Muerte de Razis#14,37-46: Muerte de Razis: Estamos ante otro pasaje perteneciente al género literario “actas de mártires” (ver 6,18-31 y 7,1-42). La descripción es realmente realista y sobrecogedora, pero el autor no se hace problema por el hecho de que el mártir busque su propia muerte.

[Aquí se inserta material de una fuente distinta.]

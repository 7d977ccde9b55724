//! Classified tokens and their reusable storage.

use std::ops::Index;

use bitflags::bitflags;
use shade_lang::Category;
use shade_lexer_core::SymbolClass;

bitflags! {
    /// Per-token display state.
    #[derive(Copy, Clone, Eq, PartialEq, Hash, Debug, Default)]
    pub struct TokenFlags: u8 {
        /// Unmatched closer, or named in a compiler diagnostic.
        const ERROR = 1 << 0;
        /// Part of the link chain under the caret.
        const HIGHLIGHT = 1 << 1;
    }
}

/// One token of a generation, with everything the host needs to draw it.
#[derive(Clone, Debug, PartialEq, Eq)]
pub struct ClassifiedToken {
    pub text: String,
    pub category: Category,
    pub symbol: Option<SymbolClass>,
    /// Zero-based line of the first byte.
    pub line: u32,
    /// Zero-based byte column of the first byte.
    pub col: u32,
    /// Position in the generation. Fixed per storage slot.
    pub index: u32,
    /// Matching bracket, terminated frame, or next occurrence of the same
    /// identifier.
    pub link: Option<u32>,
    pub flags: TokenFlags,
}

impl ClassifiedToken {
    fn empty(index: u32) -> Self {
        Self {
            text: String::new(),
            category: Category::Unknown,
            symbol: None,
            line: 0,
            col: 0,
            index,
            link: None,
            flags: TokenFlags::empty(),
        }
    }

    /// Reset everything except `index` and the text allocation.
    fn reset(&mut self) {
        self.text.clear();
        self.category = Category::Unknown;
        self.symbol = None;
        self.line = 0;
        self.col = 0;
        self.link = None;
        self.flags = TokenFlags::empty();
    }

    /// Text length in bytes.
    #[inline]
    pub fn len(&self) -> usize {
        self.text.len()
    }

    #[inline]
    pub fn is_empty(&self) -> bool {
        self.text.is_empty()
    }

    #[inline]
    pub fn is_error(&self) -> bool {
        self.flags.contains(TokenFlags::ERROR)
    }

    #[inline]
    pub fn is_highlighted(&self) -> bool {
        self.flags.contains(TokenFlags::HIGHLIGHT)
    }

    /// Whitespace containing a line feed.
    pub fn is_line_break(&self) -> bool {
        self.category == Category::Whitespace && self.text.contains('\n')
    }

    /// Zero-based line of the last byte.
    #[allow(
        clippy::cast_possible_truncation,
        reason = "documents are limited to u32 offsets"
    )]
    pub fn end_line(&self) -> u32 {
        self.line + memchr::memchr_iter(b'\n', self.text.as_bytes()).count() as u32
    }
}

impl AsRef<str> for ClassifiedToken {
    fn as_ref(&self) -> &str {
        &self.text
    }
}

/// Slots grow in chunks of this many tokens.
pub const GROW_CHUNK: usize = 1024;

/// Token storage for one generation.
///
/// Slots are reused between parses: clearing keeps every slot and its text
/// allocation, and the array only ever grows, in chunks of [`GROW_CHUNK`].
/// A slot's `index` is assigned when it is created and never changes.
#[derive(Clone, Debug, Default)]
pub struct TokenArray {
    slots: Vec<ClassifiedToken>,
    len: usize,
}

impl TokenArray {
    pub fn new() -> Self {
        Self::default()
    }

    #[inline]
    pub fn len(&self) -> usize {
        self.len
    }

    #[inline]
    pub fn is_empty(&self) -> bool {
        self.len == 0
    }

    /// Allocated slots, live or not.
    pub fn capacity(&self) -> usize {
        self.slots.len()
    }

    #[inline]
    pub fn as_slice(&self) -> &[ClassifiedToken] {
        &self.slots[..self.len]
    }

    #[inline]
    pub fn as_mut_slice(&mut self) -> &mut [ClassifiedToken] {
        &mut self.slots[..self.len]
    }

    pub fn get(&self, index: usize) -> Option<&ClassifiedToken> {
        self.as_slice().get(index)
    }

    pub fn iter(&self) -> std::slice::Iter<'_, ClassifiedToken> {
        self.as_slice().iter()
    }

    /// Concatenated token text.
    pub fn text(&self) -> String {
        let mut out = String::with_capacity(self.iter().map(ClassifiedToken::len).sum());
        for token in self.iter() {
            out.push_str(&token.text);
        }
        out
    }

    /// Forget all tokens, keeping the slots.
    pub fn clear(&mut self) {
        self.len = 0;
    }

    /// Claim the next slot, reset and ready to fill.
    #[allow(
        clippy::cast_possible_truncation,
        reason = "token counts are limited to u32 indices"
    )]
    pub fn push_slot(&mut self) -> &mut ClassifiedToken {
        if self.len == self.slots.len() {
            let start = self.slots.len();
            self.slots.reserve(GROW_CHUNK);
            self.slots
                .extend((start..start + GROW_CHUNK).map(|ix| ClassifiedToken::empty(ix as u32)));
        }
        let slot = &mut self.slots[self.len];
        self.len += 1;
        slot.reset();
        slot
    }
}

impl Index<usize> for TokenArray {
    type Output = ClassifiedToken;

    fn index(&self, index: usize) -> &ClassifiedToken {
        &self.as_slice()[index]
    }
}

impl<'a> IntoIterator for &'a TokenArray {
    type Item = &'a ClassifiedToken;
    type IntoIter = std::slice::Iter<'a, ClassifiedToken>;

    fn into_iter(self) -> Self::IntoIter {
        self.iter()
    }
}

#[cfg(test)]
#[allow(clippy::unwrap_used, clippy::expect_used)]
mod tests;
//! Shade command-line front end.
//!
//! The `shade` binary is a thin layer over the library crates:
//!
//! - `shade lex` prints the classified (or raw) token stream
//! - `shade fmt` runs the indentation pass over a file
//! - `shade edit` replays one edit through an [`EditSession`] and reports
//!   the diff range and caret, the way an editor host would see them
//!
//! [`EditSession`]: shade_edit::EditSession

use std::sync::Once;

pub mod commands;

static TRACING_INIT: Once = Once::new();

/// Initialize tracing for debug output.
///
/// Safe to call multiple times. Does nothing unless `RUST_LOG` is set, e.g.
/// `RUST_LOG=shade_edit=debug` for one summary per parse.
pub fn init_tracing() {
    TRACING_INIT.call_once(|| {
        use tracing_subscriber::{prelude::*, EnvFilter};

        if std::env::var("RUST_LOG").is_ok() {
            tracing_subscriber::registry()
                .with(EnvFilter::from_default_env())
                .with(
                    tracing_tree::HierarchicalLayer::new(2)
                        .with_targets(true)
                        .with_writer(std::io::stderr),
                )
                .init();
        }
    });
}
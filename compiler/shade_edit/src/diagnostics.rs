//! Compiler diagnostics attached to source lines.
//!
//! Hosts compile the shader elsewhere and report errors back per line. On
//! the next lex, a token on a reported line is flagged when the message
//! quotes its text (`'text'`), which is how GLSL compilers name the
//! offending identifier.

use rustc_hash::FxHashMap;

/// One diagnostic on a line.
#[derive(Clone, Debug, PartialEq, Eq)]
pub struct LineError {
    /// Column reported by the compiler. Informational only.
    pub col: u32,
    pub message: String,
}

/// Diagnostics keyed by one-based line number.
#[derive(Clone, Debug, Default, PartialEq, Eq)]
pub struct LineErrors {
    lines: FxHashMap<u32, LineError>,
}

impl LineErrors {
    pub fn new() -> Self {
        Self::default()
    }

    /// Record a diagnostic, replacing any earlier one on the same line.
    pub fn insert(&mut self, line: u32, col: u32, message: impl Into<String>) {
        self.lines.insert(
            line,
            LineError {
                col,
                message: message.into(),
            },
        );
    }

    pub fn get(&self, line: u32) -> Option<&LineError> {
        self.lines.get(&line)
    }

    pub fn len(&self) -> usize {
        self.lines.len()
    }

    pub fn is_empty(&self) -> bool {
        self.lines.is_empty()
    }

    /// Lines carrying a diagnostic, ascending.
    pub fn error_lines(&self) -> Vec<u32> {
        let mut lines: Vec<u32> = self.lines.keys().copied().collect();
        lines.sort_unstable();
        lines
    }

    /// Whether the diagnostic on `line` quotes `text`.
    pub fn mentions(&self, line: u32, text: &str) -> bool {
        let Some(error) = self.lines.get(&line) else {
            return false;
        };
        if text.is_empty() {
            return false;
        }
        error.message.match_indices(text).any(|(at, _)| {
            let bytes = error.message.as_bytes();
            at > 0 && bytes[at - 1] == b'\'' && bytes.get(at + text.len()) == Some(&b'\'')
        })
    }

    /// Parse a GL shader info log.
    ///
    /// Lines of the form `ERROR: <col>:<line>: <message>` are collected.
    /// Hosts usually prepend a header (`#version 300 es`, uniforms) to the
    /// user's source before compiling; line numbers are shifted back by the
    /// number of lines preceding `user_source` inside `full_source`.
    /// Entries that land before the user's first line are dropped.
    pub fn from_shader_log(log: &str, full_source: &str, user_source: &str) -> ParsedShaderLog {
        let header_lines = full_source.find(user_source).map_or(0, |at| {
            memchr::memchr_iter(b'\n', &full_source.as_bytes()[..at]).count()
        });

        let mut errors = LineErrors::new();
        let mut first_message = None;
        for entry in log.lines().filter_map(parse_log_line) {
            if first_message.is_none() {
                first_message = Some(entry.message.to_owned());
            }
            let line = usize::try_from(entry.line)
                .ok()
                .and_then(|line| line.checked_sub(header_lines))
                .and_then(|line| u32::try_from(line).ok());
            match line {
                Some(line) if line > 0 => errors.insert(line, entry.col, entry.message),
                _ => tracing::debug!(line = entry.line, "diagnostic outside user source"),
            }
        }
        ParsedShaderLog {
            errors,
            first_message,
        }
    }
}

/// Result of [`LineErrors::from_shader_log`].
#[derive(Clone, Debug, Default, PartialEq, Eq)]
pub struct ParsedShaderLog {
    pub errors: LineErrors,
    /// Message of the first error, for a status line.
    pub first_message: Option<String>,
}

struct LogEntry<'a> {
    col: u32,
    line: u32,
    message: &'a str,
}

/// `ERROR: 0:12: 'x' : undeclared identifier`
fn parse_log_line(line: &str) -> Option<LogEntry<'_>> {
    let at = line.find("ERROR: ")?;
    let rest = &line[at + "ERROR: ".len()..];
    let (col, rest) = rest.split_once(':')?;
    let (line_no, message) = rest.split_once(':')?;
    let message = message.strip_prefix(' ')?;
    if message.is_empty() {
        return None;
    }
    Some(LogEntry {
        col: col.trim().parse().ok()?,
        line: line_no.trim().parse().ok()?,
        message,
    })
}

#[cfg(test)]
#[allow(clippy::unwrap_used, clippy::expect_used)]
mod tests;
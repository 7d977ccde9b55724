//! Hand-written lexer producing typed tokens.
//!
//! The lexer dispatches on the current byte, in this order:
//!
//! 1. bytes `<= 0x20` → whitespace
//! 2. letters, `_`, `#` → word
//! 3. digits, `.`, and `+`/`-` when the previous significant token was not
//!    word-like → number (`.`, `..`, `...` come back out as symbols)
//! 4. longest match in the [`SymbolTable`] → symbol
//! 5. anything else → one character of unknown
//!
//! Rule 3 is what keeps `a-1` as three tokens while `= -1` keeps its sign:
//! after a word, a number or a closing bracket a sign is a binary operator.
//! Whitespace does not reset that memory.
//!
//! Comments are not recognized here. The lexer hands out `/*` and `//` as
//! comment-marker symbols and the caller decides whether to swallow the
//! comment body with [`Lexer::finish_block_comment`] or
//! [`Lexer::finish_line_comment`].

use crate::cursor::Cursor;
use crate::source_buffer::SourceBuffer;
use crate::symbol::{SymbolClass, SymbolTable};
use crate::tag::TokenKind;

/// One scanned token.
#[derive(Copy, Clone, Eq, PartialEq, Debug)]
pub struct Token<'a> {
    /// Exact source text of the token.
    pub text: &'a str,
    pub kind: TokenKind,
    /// Symbol class, set for [`TokenKind::Symbol`] when the table knows it.
    pub symbol: Option<SymbolClass>,
    /// Byte offset of the first byte in the normalized source.
    pub start: u32,
}

/// Lexer over one [`SourceBuffer`].
pub struct Lexer<'a> {
    cursor: Cursor<'a>,
    symbols: &'a SymbolTable,
    whitespace_per_line: bool,
    /// The previous significant token was a word, a number or a closer.
    last_was_word: bool,
}

impl<'a> Lexer<'a> {
    /// Create a lexer at the start of `buffer`.
    pub fn new(buffer: &'a SourceBuffer, symbols: &'a SymbolTable) -> Self {
        Self {
            cursor: buffer.cursor(),
            symbols,
            whitespace_per_line: false,
            last_was_word: false,
        }
    }

    /// End whitespace runs after their first line feed.
    #[must_use]
    pub fn whitespace_per_line(mut self, per_line: bool) -> Self {
        self.whitespace_per_line = per_line;
        self
    }

    /// Number of line feeds consumed so far.
    pub fn line_count(&self) -> u32 {
        self.cursor.line_count()
    }

    /// Offset where the line holding the cursor begins.
    pub fn line_start(&self) -> u32 {
        self.cursor.line_start()
    }

    /// Current byte offset.
    pub fn pos(&self) -> u32 {
        self.cursor.pos()
    }

    /// Produce the next token, or `None` once the source is exhausted.
    pub fn next_token(&mut self) -> Option<Token<'a>> {
        if self.cursor.at_end() {
            return None;
        }
        let start = self.cursor.pos();
        let token = match self.cursor.byte() {
            0..=b' ' => self.whitespace(start),
            b'a'..=b'z' | b'A'..=b'Z' | b'_' | b'#' => self.word(start),
            b'0'..=b'9' | b'.' => self.number(start),
            b'+' | b'-' if !self.last_was_word => self.number(start),
            _ => self.symbol_or_unknown(start),
        };
        Some(token)
    }

    /// Swallow a block comment whose `/*` opener was just returned.
    ///
    /// Consumes through the closing `*/`, or to EOF when unterminated, and
    /// returns the full comment text starting at the opener.
    pub fn finish_block_comment(&mut self, opener: &Token<'a>) -> &'a str {
        self.cursor.eat_through(b"*/");
        self.cursor.text_from(opener.start)
    }

    /// Swallow a line comment whose `//` opener was just returned.
    ///
    /// Stops before the line feed, which stays in the next whitespace token.
    pub fn finish_line_comment(&mut self, opener: &Token<'a>) -> &'a str {
        self.cursor.eat_until_newline_or_eof();
        self.cursor.text_from(opener.start)
    }

    // ─── Token classes ─────────────────────────────────────────────

    fn whitespace(&mut self, start: u32) -> Token<'a> {
        let text = self.cursor.collect_whitespace(self.whitespace_per_line);
        Token {
            text,
            kind: TokenKind::Whitespace,
            symbol: None,
            start,
        }
    }

    fn word(&mut self, start: u32) -> Token<'a> {
        self.last_was_word = true;
        Token {
            text: self.cursor.collect_word(),
            kind: TokenKind::Word,
            symbol: None,
            start,
        }
    }

    fn number(&mut self, start: u32) -> Token<'a> {
        let snapshot = self.cursor;
        let text = self.cursor.collect_number();
        match text {
            // A sign with nothing after it is an operator (`-=`, `--`, `-x`).
            "+" | "-" => {
                self.cursor = snapshot;
                self.symbol_or_unknown(start)
            }
            "." | ".." | "..." => {
                self.last_was_word = false;
                Token {
                    text,
                    kind: TokenKind::Symbol,
                    symbol: self.symbols.get(text),
                    start,
                }
            }
            _ => {
                self.last_was_word = true;
                Token {
                    text,
                    kind: TokenKind::Number,
                    symbol: None,
                    start,
                }
            }
        }
    }

    #[allow(
        clippy::cast_possible_truncation,
        reason = "symbol widths are bounded by the table's small maximum"
    )]
    fn symbol_or_unknown(&mut self, start: u32) -> Token<'a> {
        if let Some((len, class)) = self.symbols.longest_match(self.cursor.rest()) {
            self.cursor.bump(len as u32);
            self.last_was_word = class == SymbolClass::Close;
            return Token {
                text: self.cursor.text_from(start),
                kind: TokenKind::Symbol,
                symbol: Some(class),
                start,
            };
        }
        self.cursor.bump_char();
        self.last_was_word = false;
        Token {
            text: self.cursor.text_from(start),
            kind: TokenKind::Unknown,
            symbol: None,
            start,
        }
    }
}

impl<'a> Iterator for Lexer<'a> {
    type Item = Token<'a>;

    fn next(&mut self) -> Option<Self::Item> {
        self.next_token()
    }
}
//! Semantic token categories.

use std::fmt;

use shade_lexer_core::TokenKind;

/// Category of a word in a [`LanguageTable`](crate::LanguageTable).
///
/// Declaration order is the order groups are applied when building the
/// GLSL table: a word listed in two groups keeps the later one.
#[derive(Copy, Clone, Eq, PartialEq, Hash, Debug)]
pub enum WordCategory {
    /// Preprocessor directives (`#define`, `#ifdef`, ...).
    PreProcess,
    /// Keywords and qualifiers (`if`, `uniform`, `void`, ...).
    Reserved,
    /// Scalar types and `struct`.
    ReservedType,
    /// `true` and `false`.
    Const,
    /// Vector, matrix and sampler types.
    Type,
    /// Built-in functions.
    Function,
    /// Reserved for future use by the language.
    Other,
}

impl WordCategory {
    pub const fn name(self) -> &'static str {
        match self {
            WordCategory::PreProcess => "pre_process",
            WordCategory::Reserved => "reserved",
            WordCategory::ReservedType => "reserved_type",
            WordCategory::Const => "const",
            WordCategory::Type => "type",
            WordCategory::Function => "function",
            WordCategory::Other => "other",
        }
    }
}

/// Category of a classified token.
///
/// Words found in the language table carry their [`WordCategory`];
/// comments get [`Category::Comment`]; everything else keeps the
/// [`TokenKind`] it was scanned as.
#[derive(Copy, Clone, Eq, PartialEq, Hash, Debug)]
pub enum Category {
    Reserved,
    ReservedType,
    Type,
    Function,
    Const,
    PreProcess,
    Other,
    Comment,
    Word,
    Number,
    Symbol,
    Whitespace,
    Unknown,
}

impl Category {
    pub const fn name(self) -> &'static str {
        match self {
            Category::Reserved => "reserved",
            Category::ReservedType => "reserved_type",
            Category::Type => "type",
            Category::Function => "function",
            Category::Const => "const",
            Category::PreProcess => "pre_process",
            Category::Other => "other",
            Category::Comment => "comment",
            Category::Word => "word",
            Category::Number => "number",
            Category::Symbol => "symbol",
            Category::Whitespace => "whitespace",
            Category::Unknown => "unknown",
        }
    }

    /// Whitespace and comments; skipped by lookahead and indentation.
    pub const fn is_trivia(self) -> bool {
        matches!(self, Category::Whitespace | Category::Comment)
    }
}

impl From<WordCategory> for Category {
    fn from(category: WordCategory) -> Self {
        match category {
            WordCategory::PreProcess => Category::PreProcess,
            WordCategory::Reserved => Category::Reserved,
            WordCategory::ReservedType => Category::ReservedType,
            WordCategory::Const => Category::Const,
            WordCategory::Type => Category::Type,
            WordCategory::Function => Category::Function,
            WordCategory::Other => Category::Other,
        }
    }
}

impl From<TokenKind> for Category {
    fn from(kind: TokenKind) -> Self {
        match kind {
            TokenKind::Word => Category::Word,
            TokenKind::Number => Category::Number,
            TokenKind::Symbol => Category::Symbol,
            TokenKind::Whitespace => Category::Whitespace,
            TokenKind::Unknown => Category::Unknown,
        }
    }
}

impl fmt::Display for Category {
    fn fmt(&self, f: &mut fmt::Formatter<'_>) -> fmt::Result {
        f.write_str(self.name())
    }
}
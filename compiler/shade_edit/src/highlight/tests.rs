use shade_lang::LanguageTable;
use shade_lexer_core::SourceBuffer;

use super::*;
use crate::classify::lex_into;
use crate::diagnostics::LineErrors;
use crate::indent::reindent;
use crate::token::TokenArray;

fn tokens(source: &str) -> TokenArray {
    let table = LanguageTable::glsl();
    let buffer = SourceBuffer::new(source);
    let mut tokens = TokenArray::new();
    lex_into(&mut tokens, &buffer, &table, true, &LineErrors::new());
    reindent(tokens.as_mut_slice(), &table, 2, 0);
    tokens
}

fn highlighted(tokens: &TokenArray) -> Vec<u32> {
    tokens
        .iter()
        .filter(|t| t.is_highlighted())
        .map(|t| t.index)
        .collect()
}

#[test]
fn identifier_ring_is_fully_highlighted() {
    let mut tokens = tokens("a b a c a");
    // Start from the middle occurrence.
    assert_eq!(highlight_chain(tokens.as_mut_slice(), 4), 3);
    assert_eq!(highlighted(&tokens), [0, 4, 8]);
}

#[test]
fn bracket_pair_is_highlighted() {
    let mut tokens = tokens("f(x)");
    assert_eq!(highlight_chain(tokens.as_mut_slice(), 3), 2);
    assert_eq!(highlighted(&tokens), [1, 3]);
}

#[test]
fn unlinked_token_clears_highlights() {
    let mut tokens = tokens("f(x)");
    highlight_chain(tokens.as_mut_slice(), 1);
    assert_eq!(highlight_chain(tokens.as_mut_slice(), 0), 0);
    assert!(highlighted(&tokens).is_empty());
}

#[test]
fn out_of_range_index_highlights_nothing() {
    let mut tokens = tokens("f(x)");
    assert_eq!(highlight_chain(tokens.as_mut_slice(), 99), 0);
}

#[test]
fn caret_at_token_end_moves_to_next_token() {
    let tokens = tokens("int a;");
    let end_of_int = CaretPosition { index: 0, offset: 3 };
    assert_eq!(
        normalize_caret(tokens.as_slice(), end_of_int),
        CaretPosition { index: 1, offset: 0 }
    );
    let inside = CaretPosition { index: 0, offset: 1 };
    assert_eq!(normalize_caret(tokens.as_slice(), inside), inside);
    let end = CaretPosition { index: 3, offset: 1 };
    assert_eq!(normalize_caret(tokens.as_slice(), end), end);
}

#[test]
fn caret_location_is_one_based() {
    let tokens = tokens("int a;\nfloat b;");
    // `b` is token 7 on the second line, column 6.
    let b = CaretPosition { index: 7, offset: 0 };
    assert_eq!(tokens[7].text, "b");
    assert_eq!(caret_location(tokens.as_slice(), b), Some((2, 7)));
    let in_int = CaretPosition { index: 0, offset: 2 };
    assert_eq!(caret_location(tokens.as_slice(), in_int), Some((1, 3)));
}

#[test]
fn caret_location_inside_multiline_token() {
    let tokens = tokens("/* a\nbc */");
    let caret = CaretPosition { index: 0, offset: 7 };
    assert_eq!(caret_location(tokens.as_slice(), caret), Some((2, 3)));
    assert_eq!(
        caret_location(tokens.as_slice(), CaretPosition { index: 5, offset: 0 }),
        None
    );
}
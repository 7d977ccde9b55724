//! Token kinds produced by the scanner.

use std::fmt;

/// Coarse kind of a scanned token.
///
/// Kinds describe how the text was scanned, not what it means: `float` and
/// `x` are both [`TokenKind::Word`]. Meaning is assigned later by the
/// language table.
#[derive(Copy, Clone, Eq, PartialEq, Hash, Debug)]
pub enum TokenKind {
    /// `[A-Za-z_#][A-Za-z0-9_#]*`
    Word,
    /// Numeric literal, possibly signed, possibly with an exponent.
    Number,
    /// Punctuation matched in the symbol table.
    Symbol,
    /// Run of bytes `<= 0x20`.
    Whitespace,
    /// A single character matching no other rule.
    Unknown,
}

impl TokenKind {
    /// Lowercase name, as used in category names and CLI output.
    pub const fn name(self) -> &'static str {
        match self {
            TokenKind::Word => "word",
            TokenKind::Number => "number",
            TokenKind::Symbol => "symbol",
            TokenKind::Whitespace => "whitespace",
            TokenKind::Unknown => "unknown",
        }
    }
}

impl fmt::Display for TokenKind {
    fn fmt(&self, f: &mut fmt::Formatter<'_>) -> fmt::Result {
        f.write_str(self.name())
    }
}
//! `shade lex`: print the token stream of a file.

use std::fmt::Write as _;

use shade_edit::{ClassifiedToken, EditSession, EditorConfig};
use shade_lexer_core::{Lexer, SourceBuffer};

use super::{glsl, read_file};

/// Lex `path` and print one token per line.
///
/// With `raw`, prints the scanner output before classification, comment
/// folding and indentation. Returns `false` on failure.
pub fn lex_file(path: &str, raw: bool) -> bool {
    let content = match read_file(path) {
        Ok(content) => content,
        Err(e) => {
            eprintln!("error: {e}");
            return false;
        }
    };
    if raw {
        print!("{}", render_raw_tokens(&content));
        return true;
    }

    let mut session = match EditSession::new(glsl(), EditorConfig::default()) {
        Ok(session) => session,
        Err(e) => {
            eprintln!("error: {e}");
            return false;
        }
    };
    session.load(&content);
    let tokens = session.tokens();
    println!("Tokens for '{}' ({} tokens):", path, tokens.len());
    print!("{}", render_tokens(tokens));
    true
}

/// One line per token: index, category, one-based position, link, text.
pub fn render_tokens(tokens: &[ClassifiedToken]) -> String {
    let mut out = String::new();
    for token in tokens {
        let link = token
            .link
            .map_or_else(|| "-".to_owned(), |link| link.to_string());
        let error = if token.is_error() { " error" } else { "" };
        let _ = writeln!(
            out,
            "{:>5} {:<12} {:>4}:{:<3} -> {:<5} {:?}{}",
            token.index,
            token.category.name(),
            token.line + 1,
            token.col + 1,
            link,
            token.text,
            error
        );
    }
    out
}

/// Scanner tokens of `source`: kind, symbol class, byte offset, text.
pub fn render_raw_tokens(source: &str) -> String {
    let table = glsl();
    let buffer = SourceBuffer::new(source);
    let mut out = String::new();
    for token in Lexer::new(&buffer, table.symbols()) {
        let symbol = token.symbol.map_or("", |class| class.name());
        let _ = writeln!(
            out,
            "{:>6} {:<10} {:<12} {:?}",
            token.start,
            token.kind.name(),
            symbol,
            token.text
        );
    }
    out
}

37Denunciaron por entonces ante Nicanor a Razis, uno de los ancianos de Jerusalén, buen patriota y persona muy estimada, a quien, por su mucha generosidad, llamaban “padre de los judíos”. 38En otros tiempos, cuando tuvo lugar la rebelión frente al paganismo, había defendido constantemente la causa judía, y había expuesto por ella su cuerpo y su vida con gran entereza. 39Nicanor, deseando poner en evidencia la hostilidad que sentía hacia los judíos, envió más de quinientos soldados para arrestar a Razis; 40pensaba que tal arresto significaría un duro golpe para ellos. 41Pero cuando los soldados estaban ya a punto de penetrar en la torre donde Razis se encontraba y, tratando de forzar la puerta de entrada, iban a prender fuego a la torre y a quemar las puertas según las órdenes recibidas, Razis, viéndose acorralado, se arrojó sobre su propia espada.#1 Sm 31,4. 42Prefirió morir con nobleza antes que caer en manos de aquellos criminales y soportar sus indignos ultrajes. 43Pero por causa de lo precipitado de la lucha, el golpe le falló y no fue mortal. Entonces, cuando ya los soldados estaban entrando por las puertas, se subió valerosamente a lo alto de la muralla y se lanzó con gran valor sobre la tropa. 44Los soldados, al verlo, se apartaron rápidamente y él vino a dar en el espacio vacío. 45Todavía respirando y lleno de ardor, se puso en pie y, sangrando por todas partes, pasó por medio de los soldados, se subió a una roca elevada, 46y allí, casi desangrado, se arrancó las entrañas, las tomó con ambas manos y las arrojó sobre la tropa. De esta forma murió, pidiendo al Señor de la vida y del espíritu que un día se las devolviera.